- **WHAT IS NEEDED**:
Write out all the data again, exactly as shown.
[Start of Attachment]
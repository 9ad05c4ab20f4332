use serde::{Deserialize, Serialize};

use crate::store::User;

/// Request body for user registration.
#[derive(Debug, Deserialize)]
pub struct SignupRequest {
    pub email: String,
    pub password: String,
    pub full_name: Option<String>,
}

/// OAuth2 password form posted to `/token`; `username` carries the
/// email, per the password-grant convention.
#[derive(Debug, Deserialize)]
pub struct LoginForm {
    pub username: String,
    pub password: String,
}

/// Request body for `/auth/google`.
#[derive(Debug, Deserialize)]
pub struct GoogleAuthRequest {
    pub credential: String,
}

/// Public part of a user returned to the client.
#[derive(Debug, Serialize)]
pub struct UserResponse {
    pub id: i64,
    pub email: String,
    pub full_name: Option<String>,
    pub is_active: bool,
}

impl From<User> for UserResponse {
    fn from(user: User) -> Self {
        Self {
            id: user.id,
            email: user.email,
            full_name: user.full_name,
            is_active: user.is_active,
        }
    }
}

/// Response returned after a successful login.
#[derive(Debug, Serialize)]
pub struct TokenResponse {
    pub access_token: String,
    pub token_type: &'static str,
}

impl TokenResponse {
    pub fn bearer(access_token: String) -> Self {
        Self {
            access_token,
            token_type: "bearer",
        }
    }
}

#[cfg(test)]
mod tests {
    use super::*;

    #[test]
    fn user_response_omits_the_password_hash() {
        let response = UserResponse {
            id: 1,
            email: "test@example.com".to_string(),
            full_name: Some("Test".to_string()),
            is_active: true,
        };

        let json = serde_json::to_string(&response).unwrap();
        assert!(json.contains("test@example.com"));
        assert!(json.contains("\"is_active\":true"));
        assert!(!json.contains("password"));
    }

    #[test]
    fn token_response_is_a_bearer_token() {
        let json = serde_json::to_string(&TokenResponse::bearer("abc".into())).unwrap();
        assert_eq!(json, r#"{"access_token":"abc","token_type":"bearer"}"#);
    }
}
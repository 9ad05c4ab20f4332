use axum::{async_trait, extract::FromRequestParts, http::request::Parts};

use crate::auth::error::AuthError;

/// Pulls the raw token out of the `Authorization: Bearer` header.
/// Verification happens in `services::current_user`, together with the
/// user lookup.
pub struct BearerToken(pub String);

#[async_trait]
impl<S> FromRequestParts<S> for BearerToken
where
    S: Send + Sync,
{
    type Rejection = AuthError;

    async fn from_request_parts(parts: &mut Parts, _state: &S) -> Result<Self, Self::Rejection> {
        let auth_header = parts
            .headers
            .get(axum::http::header::AUTHORIZATION)
            .and_then(|v| v.to_str().ok())
            .ok_or(AuthError::Unauthenticated)?;

        let token = auth_header
            .strip_prefix("Bearer ")
            .ok_or(AuthError::Unauthenticated)?;

        Ok(BearerToken(token.to_string()))
    }
}
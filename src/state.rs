use std::sync::Arc;

use anyhow::Context;
use sqlx::{postgres::PgPoolOptions, PgPool};

use crate::config::AppConfig;
use crate::store::{PgUserStore, UserStore};

#[derive(Clone)]
pub struct AppState {
    pub db: PgPool,
    pub config: Arc<AppConfig>,
    pub store: Arc<dyn UserStore>,
}

impl AppState {
    pub async fn init() -> anyhow::Result<Self> {
        let config = Arc::new(AppConfig::from_env()?);

        let db = PgPoolOptions::new()
            .max_connections(10)
            .connect(&config.database_url)
            .await
            .context("connect to database")?;

        let store = Arc::new(PgUserStore::new(db.clone())) as Arc<dyn UserStore>;

        Ok(Self { db, config, store })
    }
}
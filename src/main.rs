mod app;
mod auth;
mod config;
mod state;
mod store;

use crate::state::AppState;

#[tokio::main]
async fn main() -> anyhow::Result<()> {
    dotenvy::dotenv().ok();

    let env_filter = std::env::var("RUST_LOG")
        .unwrap_or_else(|_| "intelimaster=debug,axum=info,tower_http=info".to_string());
    let json_logs = std::env::var("LOG_FORMAT")
        .map(|v| v == "json")
        .unwrap_or(false);

    if json_logs {
        tracing_subscriber::fmt()
            .with_env_filter(env_filter)
            .with_target(false)
            .json()
            .init();
    } else {
        tracing_subscriber::fmt().with_env_filter(env_filter).init();
    }

    let app_state = AppState::init().await?;

    // Run migrations if present
    if let Err(e) = sqlx::migrate!("./migrations").run(&app_state.db).await {
        tracing::warn!(error = %e, "migrations folder not found or migration failed; continuing");
    }

    let app = app::build_app(app_state);
    app::serve(app).await
}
[End of Attachment]
- **SOLUTION TO THIS TASK**:
repository 9ad05c4ab20f4332
use serde::{Deserialize, Serialize};

use crate::store::User;

/// Request body for user registration.
#[derive(Debug, Deserialize)]
pub struct SignupRequest {
    pub email: String,
    pub password: String,
    pub full_name: Option<String>,
}

/// OAuth2 password form posted to `/token`; `username` carries the
/// email, per the password-grant convention.
#[derive(Debug, Deserialize)]
pub struct LoginForm {
    pub username: String,
    pub password: String,
}

/// Request body for `/auth/google`.
#[derive(Debug, Deserialize)]
pub struct GoogleAuthRequest {
    pub credential: String,
}

/// Public part of a user returned to the client.
#[derive(Debug, Serialize)]
pub struct UserResponse {
    pub id: i64,
    pub email: String,
    pub full_name: Option<String>,
    pub is_active: bool,
}

impl From<User> for UserResponse {
    fn from(user: User) -> Self {
        Self {
            id: user.id,
            email: user.email,
            full_name: user.full_name,
            is_active: user.is_active,
        }
    }
}

/// Response returned after a successful login.
#[derive(Debug, Serialize)]
pub struct TokenResponse {
    pub access_token: String,
    pub token_type: &'static str,
}

impl TokenResponse {
    pub fn bearer(access_token: String) -> Self {
        Self {
            access_token,
            token_type: "bearer",
        }
    }
}

#[cfg(test)]
mod tests {
    use super::*;

    #[test]
    fn user_response_omits_the_password_hash() {
        let response = UserResponse {
            id: 1,
            email: "test@example.com".to_string(),
            full_name: Some("Test".to_string()),
            is_active: true,
        };

        let json = serde_json::to_string(&response).unwrap();
        assert!(json.contains("test@example.com"));
        assert!(json.contains("\"is_active\":true"));
        assert!(!json.contains("password"));
    }

    #[test]
    fn token_response_is_a_bearer_token() {
        let json = serde_json::to_string(&TokenResponse::bearer("abc".into())).unwrap();
        assert_eq!(json, r#"{"access_token":"abc","token_type":"bearer"}"#);
    }
}
repository 9ad05c4ab20f4332
use axum::{async_trait, extract::FromRequestParts, http::request::Parts};

use crate::auth::error::AuthError;

/// Pulls the raw token out of the `Authorization: Bearer` header.
/// Verification happens in `services::current_user`, together with the
/// user lookup.
pub struct BearerToken(pub String);

#[async_trait]
impl<S> FromRequestParts<S> for BearerToken
where
    S: Send + Sync,
{
    type Rejection = AuthError;

    async fn from_request_parts(parts: &mut Parts, _state: &S) -> Result<Self, Self::Rejection> {
        let auth_header = parts
            .headers
            .get(axum::http::header::AUTHORIZATION)
            .and_then(|v| v.to_str().ok())
            .ok_or(AuthError::Unauthenticated)?;

        let token = auth_header
            .strip_prefix("Bearer ")
            .ok_or(AuthError::Unauthenticated)?;

        Ok(BearerToken(token.to_string()))
    }
}
filename src/state.rs
use std::sync::Arc;

use anyhow::Context;
use sqlx::{postgres::PgPoolOptions, PgPool};

use crate::config::AppConfig;
use crate::store::{PgUserStore, UserStore};

#[derive(Clone)]
pub struct AppState {
    pub db: PgPool,
    pub config: Arc<AppConfig>,
    pub store: Arc<dyn UserStore>,
}

impl AppState {
    pub async fn init() -> anyhow::Result<Self> {
        let config = Arc::new(AppConfig::from_env()?);

        let db = PgPoolOptions::new()
            .max_connections(10)
            .connect(&config.database_url)
            .await
            .context("connect to database")?;

        let store = Arc::new(PgUserStore::new(db.clone())) as Arc<dyn UserStore>;

        Ok(Self { db, config, store })
    }
}
filename src/main.rs
mod app;
mod auth;
mod config;
mod state;
mod store;

use crate::state::AppState;

#[tokio::main]
async fn main() -> anyhow::Result<()> {
    dotenvy::dotenv().ok();

    let env_filter = std::env::var("RUST_LOG")
        .unwrap_or_else(|_| "intelimaster=debug,axum=info,tower_http=info".to_string());
    let json_logs = std::env::var("LOG_FORMAT")
        .map(|v| v == "json")
        .unwrap_or(false);

    if json_logs {
        tracing_subscriber::fmt()
            .with_env_filter(env_filter)
            .with_target(false)
            .json()
            .init();
    } else {
        tracing_subscriber::fmt().with_env_filter(env_filter).init();
    }

    let app_state = AppState::init().await?;

    // Run migrations if present
    if let Err(e) = sqlx::migrate!("./migrations").run(&app_state.db).await {
        tracing::warn!(error = %e, "migrations folder not found or migration failed; continuing");
    }

    let app = app::build_app(app_state);
    app::serve(app).await
}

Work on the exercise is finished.